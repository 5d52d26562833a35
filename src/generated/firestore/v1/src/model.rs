// Copyright 2026 Google LLC
//
// Licensed under the Apache License, Version 2.0 (the "License");
// you may not use this file except in compliance with the License.
// You may obtain a copy of the License at
//
//     https://www.apache.org/licenses/LICENSE-2.0
//
// Unless required by applicable law or agreed to in writing, software
// distributed under the License is distributed on an "AS IS" BASIS,
// WITHOUT WARRANTIES OR CONDITIONS OF ANY KIND, either express or implied.
// See the License for the specific language governing permissions and
// limitations under the License.
//
// Code generated by sidekick. DO NOT EDIT.

#![allow(rustdoc::redundant_explicit_links)]
#![allow(rustdoc::broken_intra_doc_links)]
#![no_implicit_prelude]
extern crate async_trait;
extern crate bytes;
extern crate gax;
extern crate gaxi;
extern crate lazy_static;
extern crate reqwest;
extern crate serde;
extern crate serde_json;
extern crate serde_with;
extern crate std;
extern crate tracing;
extern crate wkt;

/// A Firestore document.
///
/// Must not exceed 1 MiB - 4 bytes.
#[serde_with::serde_as]
#[derive(Clone, Debug, Default, PartialEq, serde::Deserialize, serde::Serialize)]
#[serde(default, rename_all = "camelCase")]
#[non_exhaustive]
pub struct Document {
    /// The resource name of the document, for example
    /// `projects/{project_id}/databases/{database_id}/documents/{document_path}`.
    #[serde(skip_serializing_if = "std::string::String::is_empty")]
    pub name: std::string::String,

    /// The document's fields.
    ///
    /// The map keys represent field names.
    #[serde(skip_serializing_if = "std::collections::HashMap::is_empty")]
    pub fields: std::collections::HashMap<std::string::String, crate::model::Value>,

    /// Output only. The time at which the document was created.
    #[serde(skip_serializing_if = "std::option::Option::is_none")]
    pub create_time: std::option::Option<wkt::Timestamp>,

    /// Output only. The time at which the document was last changed.
    #[serde(skip_serializing_if = "std::option::Option::is_none")]
    pub update_time: std::option::Option<wkt::Timestamp>,

    #[serde(flatten, skip_serializing_if = "serde_json::Map::is_empty")]
    _unknown_fields: serde_json::Map<std::string::String, serde_json::Value>,
}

##############################

Exercise details >>
Look above for the line containing "extern crate serde_json;" and the line containing "document, for example". Transcribe both, with the lines between them, exactly.

Solution >>
extern crate serde_json;
extern crate serde_with;
extern crate std;
extern crate tracing;
extern crate wkt;

/// A Firestore document.
///
/// Must not exceed 1 MiB - 4 bytes.
#[serde_with::serde_as]
#[derive(Clone, Debug, Default, PartialEq, serde::Deserialize, serde::Serialize)]
#[serde(default, rename_all = "camelCase")]
#[non_exhaustive]
pub struct Document {
    /// The resource name of the document, for example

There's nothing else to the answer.